What is being asked | Using the listing that follows, filter out every line lacking the string "never" and return the rest.

Data to use |
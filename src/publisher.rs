//! The producer side of the protocol and the built-in sources.
//!
//! A [`Publisher`] is an immutable description of a stream. Subscribing
//! consumes it; derive or implement `Clone` to subscribe more than once.
//! Operators wrap publishers, they never mutate them.

use crate::subscriber::{BoxedSubscriber, Subscriber};

mod deferred;
mod interval;
mod never;
mod sequence;

pub use deferred::{defer, Deferred};
pub use interval::{interval, Interval};
pub use never::{never, Never};
pub use sequence::{empty, fail, from_iter, just, Empty, Fail, Just, Record, Sequence};

pub trait Publisher {
  type Output: Send + 'static;
  type Failure: Send + 'static;

  /// Attach `subscriber`. The publisher hands it a subscription before
  /// returning; it may also deliver values synchronously if demand is granted
  /// during that call.
  fn subscribe<S>(self, subscriber: S)
  where
    S: Subscriber<Self::Output, Self::Failure>;
}

/// Object-safe mirror of [`Publisher`].
pub trait DynPublisher<Output, Failure> {
  fn box_subscribe(self: Box<Self>, subscriber: BoxedSubscriber<Output, Failure>);
}

impl<P> DynPublisher<P::Output, P::Failure> for P
where
  P: Publisher,
{
  #[inline]
  fn box_subscribe(self: Box<Self>, subscriber: BoxedSubscriber<P::Output, P::Failure>) {
    (*self).subscribe(subscriber)
  }
}

/// A publisher with its concrete operator chain erased.
///
/// Meant for API boundaries (struct fields, return types of public
/// functions). Chains are built with concrete types everywhere else.
pub struct BoxedPublisher<Output, Failure>(Box<dyn DynPublisher<Output, Failure> + Send>);

impl<Output, Failure> BoxedPublisher<Output, Failure> {
  pub fn new<P>(publisher: P) -> Self
  where
    P: Publisher<Output = Output, Failure = Failure> + Send + 'static,
  {
    BoxedPublisher(Box::new(publisher))
  }
}

impl<Output, Failure> Publisher for BoxedPublisher<Output, Failure>
where
  Output: Send + 'static,
  Failure: Send + 'static,
{
  type Output = Output;
  type Failure = Failure;

  fn subscribe<S>(self, subscriber: S)
  where
    S: Subscriber<Output, Failure>,
  {
    self.0.box_subscribe(Box::new(subscriber))
  }
}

Output of the task |
//! Operators wrap publishers, they never mutate them.
mod never;
pub use never::{never, Never};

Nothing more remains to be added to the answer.